Problem
I have a small (few elements) list of primary keys, sorted by hand. It come from user input. For example
$ids = [15, 75, 54, 13];
The SQL command is simple.
SELECT id, value, type FROM a_table WHERE id IN (15, 75, 45, 13);
This is SQL, so the order of output may be random. I want to
restore it in PHP. My first attempt.
# $ids - the input
# $result - output from database
function sort_to_input_1($ids, $result)
{
$plain = array_map(function($a){return $a['id'];}, $result);
$flipped = array_flip($plain);
$sorted = array();
foreach($ids as $id) {
if (isset($flipped[$id])) {
$idx = $flipped[$id];
$sorted[] = $result[$idx];
}
}
return $sorted;
}
The second, the brute force.
# $ids - the input
# $result - output from database
function sort_to_input_2($ids, $result)
{
$sorted = array();
foreach($ids as $id) {
foreach($result as $row) {
if ($row['id'] == $id)) {
$sorted[] = $row;
}
}
}
return $sorted;
}
The third one.
# $ids - the input
# $result - output from database
function sort_to_input_3($ids, $result)
$result_h = array();
foreach($result as $row) {
$id = $row['id'];
$result_h[$id] = $row;
}
$sorted = array();
foreach($ids as $id) {
if (isset($result_h[$id])) {
$sorted[] = $result_h[$id];
}
}
return $sorted;
}
Witch one is the easiest to read? Or is there a fourth way?
Solution
While technically this isn’t reviewing your code, IMO this is the better solution: Do sort via MySQL
SELECT id, value, type
FROM a_table
WHERE id IN (15, 75, 45, 13);
ORDER BY FIELD(id, 15, 75, 45, 13)
PHP isn’t the fastest language and should therefor not be used for sorting/ordering sets of data if other solutions are present. Looping in PHP is slow (but sometimes negligible, like the while(fetch)
). MySQL, in this case, is a whole lot faster then PHP.
At the same time, this is more readable (IMO) and better to maintain.
Honestly, I think neither is all that readable. Without actually looking at the code in-depth, I had no idea what the functions might do, or how I could use them.
Naming
- the method signature:
sort_to_input($ids, $result)
. It’s not really clear what’s going on here. What’sinput
? Looking at the code or the comment, I know that it’s refering to$ids
; It would be easier if it would be part of the method name. I would probably name itsortByIds($ids, $result)
. plain
: plain what?
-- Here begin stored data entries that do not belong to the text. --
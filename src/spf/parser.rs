//! Term grammar: classify one directive of an SPF record and extract its fields.
//!
//! Classification only looks at the qualifier and keyword. Field extraction
//! is strict, so a term whose keyword is known but whose fields are
//! malformed is a format error rather than an unrecognized term.

use std::fmt;
use std::net::{IpAddr, Ipv4Addr, Ipv6Addr};
use std::sync::LazyLock;

use regex::{Captures, Regex};

use crate::common::cidr::Cidr;

use super::mechanism::{DualCidr, Qualifier};
use super::SpfError;

static FAMILY: LazyLock<Regex> = LazyLock::new(|| {
    Regex::new(r"(?i)^[+\-~?]?(a|mx|include|ip4|ip6|all)(?:[:/].*)?$").expect("valid family regex")
});

static HOST_TERM: LazyLock<Regex> = LazyLock::new(|| {
    Regex::new(r"(?i)^([+\-~?])?(a|mx)(?::([a-z0-9._-]+))?(?:/([1-9][0-9]{0,2}))?(?:/([1-9][0-9]{0,2}))?$")
        .expect("valid a/mx regex")
});

static INCLUDE_TERM: LazyLock<Regex> =
    LazyLock::new(|| Regex::new(r"(?i)^([+\-~?])?include:([a-z0-9._-]+)$").expect("valid include regex"));

static IP_TERM: LazyLock<Regex> = LazyLock::new(|| {
    Regex::new(r"(?i)^([+\-~?])?ip([46]):([0-9a-f.:]+)(?:/([1-9][0-9]{0,2}))?$").expect("valid ip regex")
});

static ALL_TERM: LazyLock<Regex> =
    LazyLock::new(|| Regex::new(r"(?i)^([+\-~?])?all$").expect("valid all regex"));

/// Keyword family of a directive.
#[derive(Debug, Clone, Copy, PartialEq, Eq)]
pub enum Family {
    A,
    Mx,
    Include,
    /// `ip4` and `ip6`
    Ip,
    All,
}

impl Family {
    pub fn as_str(&self) -> &'static str {
        match self {
            Family::A => "a",
            Family::Mx => "mx",
            Family::Include => "include",
            Family::Ip => "ip",
            Family::All => "all",
        }
    }
}

impl fmt::Display for Family {
    fn fmt(&self, f: &mut fmt::Formatter<'_>) -> fmt::Result {
        f.write_str(self.as_str())
    }
}

/// Fields of an `a` or `mx` term. Absent prefixes are already defaulted.
#[derive(Debug, Clone, PartialEq, Eq)]
pub struct HostTerm<'a> {
    pub qualifier: Qualifier,
    pub family: Family,
    pub domain: Option<&'a str>,
    pub cidr: DualCidr,
}

#[derive(Debug, Clone, PartialEq, Eq)]
pub struct IncludeTerm<'a> {
    pub qualifier: Qualifier,
    pub domain: &'a str,
}

#[derive(Debug, Clone, PartialEq, Eq)]
pub struct IpTerm {
    pub qualifier: Qualifier,
    pub network: Cidr,
}

/// Returns the keyword family of `term`, or `None` when no family recognizes it.
pub fn classify(term: &str) -> Option<Family> {
    let caps = FAMILY.captures(term)?;
    let family = match caps[1].to_ascii_lowercase().as_str() {
        "a" => Family::A,
        "mx" => Family::Mx,
        "include" => Family::Include,
        "ip4" | "ip6" => Family::Ip,
        "all" => Family::All,
        _ => return None,
    };
    Some(family)
}

/// Check that `term` belongs to `expected` before extracting its fields.
pub fn expect_family(term: &str, expected: Family) -> Result<(), SpfError> {
    match classify(term) {
        Some(found) if found == expected => Ok(()),
        Some(found) => Err(SpfError::WrongMechanism {
            expected: expected.as_str(),
            found: found.as_str().to_string(),
        }),
        None => Err(SpfError::Format(format!("{term:?} is not an {expected} mechanism"))),
    }
}

/// Parse `[q]a[:domain][/v4][/v6]` or the same shape with `mx`.
pub fn parse_host(term: &str) -> Result<HostTerm<'_>, SpfError> {
    let caps = HOST_TERM
        .captures(term)
        .ok_or_else(|| SpfError::Format(format!("got {term:?}")))?;
    let family = if caps[2].eq_ignore_ascii_case("a") {
        Family::A
    } else {
        Family::Mx
    };
    let cidr = DualCidr {
        v4: parse_prefix(term, &caps, 4, 32)?,
        v6: parse_prefix(term, &caps, 5, 128)?,
    };
    Ok(HostTerm {
        qualifier: qualifier(&caps),
        family,
        domain: caps.get(3).map(|m| m.as_str()),
        cidr,
    })
}

/// Parse `[q]include:domain`.
pub fn parse_include(term: &str) -> Result<IncludeTerm<'_>, SpfError> {
    let caps = INCLUDE_TERM
        .captures(term)
        .ok_or_else(|| SpfError::Format(format!("got {term:?}")))?;
    let domain = caps.get(2).map_or("", |m| m.as_str());
    Ok(IncludeTerm {
        qualifier: qualifier(&caps),
        domain,
    })
}

/// Parse `[q]ip4:addr[/n]` or `[q]ip6:addr[/n]` into a single range.
pub fn parse_ip(term: &str) -> Result<IpTerm, SpfError> {
    let caps = IP_TERM
        .captures(term)
        .ok_or_else(|| SpfError::Format(format!("got {term:?}")))?;
    let literal = &caps[3];
    let (addr, max) = if &caps[2] == "4" {
        let addr: Ipv4Addr = literal
            .parse()
            .map_err(|_| SpfError::Format(format!("invalid IPv4 address {literal:?} in {term:?}")))?;
        (IpAddr::V4(addr), 32)
    } else {
        let addr: Ipv6Addr = literal
            .parse()
            .map_err(|_| SpfError::Format(format!("invalid IPv6 address {literal:?} in {term:?}")))?;
        (IpAddr::V6(addr), 128)
    };
    let prefix = parse_prefix(term, &caps, 4, max)?;
    Ok(IpTerm {
        qualifier: qualifier(&caps),
        network: Cidr::new(addr, prefix)?,
    })
}

/// Parse `[q]all`.
pub fn parse_all(term: &str) -> Result<Qualifier, SpfError> {
    let caps = ALL_TERM
        .captures(term)
        .ok_or_else(|| SpfError::Format(format!("{term:?} is not an all mechanism")))?;
    Ok(qualifier(&caps))
}

fn qualifier(caps: &Captures<'_>) -> Qualifier {
    Qualifier::decode(caps.get(1).map(|m| m.as_str()))
}

/// Prefix in capture group `group`, or `max` (the family default) when absent.
fn parse_prefix(term: &str, caps: &Captures<'_>, group: usize, max: u8) -> Result<u8, SpfError> {
    let Some(digits) = caps.get(group) else {
        return Ok(max);
    };
    match digits.as_str().parse::<u8>() {
        Ok(prefix) if (1..=max).contains(&prefix) => Ok(prefix),
        _ => Err(SpfError::Format(format!(
            "prefix /{} out of range 1-{max} in {term:?}",
            digits.as_str()
        ))),
    }
}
It’s an array with just the ids, so I would just call itresult_ids
.idx
: I think you just have the x becauseid
is already taken? Again,result_id
would probably be best, especially because its consistent withresult_ids
.result_h
: What’sh
? I honestly can’t tell, but writing variable names out is always a good idea, so I would just do that.
Comments
I think it’s good that you have comments, and they actually helped me in understanding your code. But they can still be improved upon, I think.
the input
is only helpful in so far, as it links theids
to theto_input
part of the method name. I would go more in-depth here, egarray of ids to sort by
.output from database
is helpful, but whenever a function accepts some magic array structure, I prefer to have an in-depth comment, as it will otherwise be really hard for anyone not familiar with the code to actually use the function without guessing.
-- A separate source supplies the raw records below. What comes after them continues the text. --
pub(crate) fn dns_error(domain: &str) -> impl FnOnce(DnsError) -> SpfError + '_ {
    move |source| {
        log::warn!("DNS lookup for {domain} failed: {source}");
        SpfError::Dns {
            domain: domain.to_string(),
            source,
        }
    }
}

#[cfg(test)]
mod tests {
    use super::*;
    use crate::common::dns::MockResolver;

    fn ip(s: &str) -> IpAddr {
        s.parse().unwrap()
    }

    // ---- Qualifier ----

    #[test]
    fn qualifier_decode() {
        assert_eq!(Qualifier::decode(Some("-")), Qualifier::Fail);
        assert_eq!(Qualifier::decode(Some("~")), Qualifier::SoftFail);
        assert_eq!(Qualifier::decode(Some("?")), Qualifier::Neutral);
        assert_eq!(Qualifier::decode(Some("+")), Qualifier::Pass);
        assert_eq!(Qualifier::decode(None), Qualifier::Pass);
    }

    #[tokio::test]
    async fn qualifier_on_built_directives() {
        let resolver = MockResolver::new();
        resolver.add_mx("test.com", vec![(10, "mx.test.com")]);

        assert_eq!(Directive::all("-all").unwrap().qualifier(), Qualifier::Fail);
        assert_eq!(Directive::all("all").unwrap().qualifier(), Qualifier::Pass);
        let a = Directive::a("~a", "test.com", &resolver).await.unwrap();
        assert_eq!(a.qualifier(), Qualifier::SoftFail);
        let mx = Directive::mx("?mx", "test.com", &resolver).await.unwrap();
        assert_eq!(mx.qualifier(), Qualifier::Neutral);
    }

    // ---- a ----

    #[tokio::test]
    async fn a_matches_resolved_networks() {
        // (term, resolved for test.com, candidate)
        let cases = [
            ("a", "10.0.0.1", "10.0.0.1"),
            ("a:test2.com", "10.0.0.1", "192.168.0.1"),
            ("a:test2.com/24", "10.0.0.1", "192.168.0.4"),
            ("a/16", "10.0.0.1", "10.0.0.9"),
            ("a/26", "10.0.0.1", "10.0.0.9"),
        ];
        for (term, resolved, candidate) in cases {
            let resolver = MockResolver::new();
            resolver.add_ip("test.com", vec![ip(resolved)]);
            resolver.add_ip("test2.com", vec![ip("192.168.0.1")]);

            let directive = Directive::a(term, "test.com", &resolver).await.unwrap();
            assert_eq!(directive.matches(ip(candidate)).unwrap(), vec![term.to_string()], "{term}");
        }
    }

    #[tokio::test]
    async fn a_with_prefix_does_not_match_outside() {
        let resolver = MockResolver::new();
        resolver.add_ip("test.com", vec![ip("10.0.0.1")]);

        let directive = Directive::a("a/24", "test.com", &resolver).await.unwrap();
        assert_eq!(directive.matches(ip("10.0.0.9")).unwrap(), vec!["a/24"]);
        assert!(directive.matches(ip("10.0.1.9")).unwrap().is_empty());
    }

    #[tokio::test]
    async fn a_dual_prefix_applies_per_family() {
        let resolver = MockResolver::new();
        resolver.add_ip("test.com", vec![ip("10.0.0.1"), ip("2001:db8::1")]);

        let directive = Directive::a("a/24/64", "test.com", &resolver).await.unwrap();
        assert!(!directive.matches(ip("10.0.0.200")).unwrap().is_empty());
        assert!(directive.matches(ip("10.0.1.1")).unwrap().is_empty());
        assert!(!directive.matches(ip("2001:db8::ffff:1")).unwrap().is_empty());
        assert!(directive.matches(ip("2001:db8:0:1::1")).unwrap().is_empty());

        match directive.mechanism() {
            Mechanism::A { domain, cidr, networks } => {
                assert_eq!(domain, "test.com");
                assert_eq!(*cidr, DualCidr { v4: 24, v6: 64 });
                let rendered: Vec<String> = networks.iter().map(|n| n.to_string()).collect();
                assert_eq!(rendered, vec!["10.0.0.0/24", "2001:db8::/64"]);
            }
            other => panic!("unexpected mechanism {other:?}"),
        }
    }

    #[tokio::test]
    async fn a_default_prefix_is_host_route() {
        let resolver = MockResolver::new();
        resolver.add_ip("test.com", vec![ip("10.0.0.1"), ip("2001:db8::1")]);

        let directive = Directive::a("a", "test.com", &resolver).await.unwrap();
        assert!(directive.matches(ip("10.0.0.2")).unwrap().is_empty());
        assert!(directive.matches(ip("2001:db8::2")).unwrap().is_empty());
        assert!(!directive.matches(ip("2001:db8::1")).unwrap().is_empty());
    }

    #[tokio::test]
    async fn a_dns_failure() {
        let resolver = MockResolver::new();
        resolver.set_error("test.com", DnsError::ServFail);

        let err = Directive::a("a", "test.com", &resolver).await.unwrap_err();
        assert_eq!(
            err,
            SpfError::Dns {
                domain: "test.com".into(),
                source: DnsError::ServFail,
            }
        );
    }

    #[tokio::test]
    async fn a_malformed_domain_is_format_error() {
        let resolver = MockResolver::new();
        let err = Directive::a("a:bad^domain", "test.com", &resolver).await.unwrap_err();
        assert!(matches!(err, SpfError::Format(_)));
        assert!(resolver.queries().is_empty());
    }

    #[tokio::test]
    async fn a_constructor_rejects_mx_term() {
        let resolver = MockResolver::new();
        let err = Directive::a("mx", "test.com", &resolver).await.unwrap_err();
        assert_eq!(
            err,
            SpfError::WrongMechanism {
                expected: "a",
                found: "mx".into(),
            }
        );
    }

    // ---- mx ----

    #[tokio::test]
    async fn mx_matches_exchange_addresses() {
        // (term, candidate)
        let cases = [
            ("mx", "10.0.0.1"),
            ("mx/24", "10.0.0.20"),
            ("mx:test2.com", "192.168.0.1"),
            ("mx:test2.com/16", "192.168.1.1"),
        ];
        for (term, candidate) in cases {
            let resolver = MockResolver::new();
            resolver.add_mx("test.com", vec![(10, "mx.test.com")]);
            resolver.add_mx("test2.com", vec![(10, "test.test2.com")]);
            resolver.add_ip("mx.test.com", vec![ip("10.0.0.1")]);
            resolver.add_ip("test.test2.com", vec![ip("192.168.0.1")]);

            let directive = Directive::mx(term, "test.com", &resolver).await.unwrap();
            assert_eq!(directive.matches(ip(candidate)).unwrap(), vec![term.to_string()], "{term}");
        }
    }

    #[tokio::test]
    async fn mx_dual_prefix_applies_per_family() {
        let resolver = MockResolver::new();
        resolver.add_mx("test.com", vec![(10, "mx.test.com")]);
        resolver.add_ip("mx.test.com", vec![ip("10.0.0.1"), ip("2001:db8::1")]);

        let directive = Directive::mx("mx/24/64", "test.com", &resolver).await.unwrap();
        assert_eq!(directive.matches(ip("10.0.0.200")).unwrap(), vec!["mx/24/64"]);
        assert!(directive.matches(ip("10.0.1.1")).unwrap().is_empty());
        assert_eq!(directive.matches(ip("2001:db8::ffff:1")).unwrap(), vec!["mx/24/64"]);
        assert!(directive.matches(ip("2001:db8:0:1::1")).unwrap().is_empty());

        match directive.mechanism() {
            Mechanism::Mx { cidr, networks, .. } => {
                assert_eq!(*cidr, DualCidr { v4: 24, v6: 64 });
                let rendered: Vec<String> = networks.iter().map(|n| n.to_string()).collect();
                assert_eq!(rendered, vec!["10.0.0.0/24", "2001:db8::/64"]);
            }
            other => panic!("unexpected mechanism {other:?}"),
        }
    }

    #[tokio::test]
    async fn mx_resolves_hosts_in_order() {
        let resolver = MockResolver::new();
        resolver.add_mx("test.com", vec![(20, "b.test.com"), (10, "a.test.com")]);

        Directive::mx("mx", "test.com", &resolver).await.unwrap();
        let hosts: Vec<String> = resolver.queries().into_iter().map(|(_, d)| d).collect();
        assert_eq!(hosts, vec!["test.com", "b.test.com", "a.test.com"]);
    }

    #[tokio::test]
    async fn mx_host_failure_fails_whole_mechanism() {
        let resolver = MockResolver::new();
        resolver.add_mx("test.com", vec![(10, "good.test.com"), (20, "bad.test.com")]);
        resolver.add_ip("good.test.com", vec![ip("10.0.0.1")]);
        resolver.set_error("bad.test.com", DnsError::Timeout);

        let err = Directive::mx("mx", "test.com", &resolver).await.unwrap_err();
        assert!(matches!(err, SpfError::Dns { ref domain, .. } if domain == "bad.test.com"));
    }

    #[tokio::test]
    async fn mx_without_records_never_matches() {
        let resolver = MockResolver::new();
        let directive = Directive::mx("mx", "test.com", &resolver).await.unwrap();
        assert!(directive.matches(ip("10.0.0.1")).unwrap().is_empty());
    }

    // ---- ip4 / ip6 ----

    #[test]
    fn ip_matches_literal_network() {
        let directive = Directive::ip("ip4:192.168.1.1/24").unwrap();
        assert_eq!(directive.matches(ip("192.168.1.15")).unwrap(), vec!["ip4:192.168.1.1/24"]);
        assert!(directive.matches(ip("192.168.2.1")).unwrap().is_empty());

        let directive = Directive::ip("ip6:2a00:1450:4000::/36").unwrap();
        assert!(!directive.matches(ip("2a00:1450:4000::1")).unwrap().is_empty());
        assert!(directive.matches(ip("2a00:1450:5000::1")).unwrap().is_empty());
    }

    #[test]
    fn ip_default_prefix_is_exact() {
        let directive = Directive::ip("ip4:192.168.1.1").unwrap();
        assert!(!directive.matches(ip("192.168.1.1")).unwrap().is_empty());
        assert!(directive.matches(ip("192.168.1.2")).unwrap().is_empty());
    }

    #[test]
    fn ip_family_mismatch_never_matches() {
        let directive = Directive::ip("ip4:0.0.0.0/1").unwrap();
        assert!(directive.matches(ip("::1")).unwrap().is_empty());
    }

    #[test]
    fn ip_constructor_rejects_other_terms() {
        assert!(matches!(
            Directive::ip("all"),
            Err(SpfError::WrongMechanism { expected: "ip", .. })
        ));
        assert!(matches!(Directive::ip("ip4:1.2.3.4/40"), Err(SpfError::Format(_))));
    }

    // ---- all ----

    #[test]
    fn all_always_matches() {
        let directive = Directive::all("-all").unwrap();
        assert_eq!(directive.matches(ip("1.2.3.4")).unwrap(), vec!["-all"]);
        assert_eq!(directive.matches(ip("::1")).unwrap(), vec!["-all"]);
    }

    #[test]
    fn all_rejects_other_terms() {
        assert!(Directive::all("all:foo").is_err());
        assert!(matches!(
            Directive::all("a"),
            Err(SpfError::WrongMechanism { expected: "all", .. })
        ));
    }

    // ---- include ----

    #[tokio::test]
    async fn include_prefixes_inner_trail() {
        let resolver = MockResolver::new();
        resolver.add_txt("sub.example.org", vec!["v=spf1 a -all"]);
        resolver.add_ip("sub.example.org", vec![ip("10.5.5.1")]);

        let directive = Directive::include("include:sub.example.org", &resolver, &SpfOptions::default())
            .await
            .unwrap();
        assert_eq!(
            directive.matches(ip("10.5.5.1")).unwrap(),
            vec!["include:sub.example.org", "a"]
        );
        // The nested -all matches everything else.
        assert_eq!(
            directive.matches(ip("10.9.9.9")).unwrap(),
            vec!["include:sub.example.org", "-all"]
        );
    }

    #[tokio::test]
    async fn include_without_inner_match_is_empty() {
        let resolver = MockResolver::new();
        resolver.add_txt("sub.example.org", vec!["v=spf1 ip4:10.0.0.0/8"]);

        let directive = Directive::include("~include:sub.example.org", &resolver, &SpfOptions::default())
            .await
            .unwrap();
        assert_eq!(directive.qualifier(), Qualifier::SoftFail);
        assert!(directive.matches(ip("192.168.0.1")).unwrap().is_empty());
    }

    #[tokio::test]
    async fn include_missing_record_fails() {
        let resolver = MockResolver::new();
        let err = Directive::include("include:nothing.example", &resolver, &SpfOptions::default())
            .await
            .unwrap_err();
        assert_eq!(err, SpfError::NoSpfRecord("nothing.example".into()));
    }

    #[test]
    fn display_is_verbatim_term() {
        let directive = Directive::ip("-ip4:10.0.0.1/8").unwrap();
        assert_eq!(directive.to_string(), "-ip4:10.0.0.1/8");
    }
}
Here is an example how it might look:
/**
Sorts the given $result array by its "id" entry according to the given $ids.
Example:
$ids = array(15,75,54);
$results = array(
array("id" => 75, "value" => "foo"),
array("id" => 54, "value" => "foo"),
array("id" => 15, "value" => "foo")
);
sort_to_input($ids, $results);
will give:
array(
array("id" => 15, "value" => "foo"),
array("id" => 75, "value" => "foo"),
array("id" => 54, "value" => "foo")
);
Please note that the "id" entry must be present, must have the "id" key,
and must have a value that has a corresponding entry in the $ids array.
No two entries may have the same id,
and every entry must have a corresponding id.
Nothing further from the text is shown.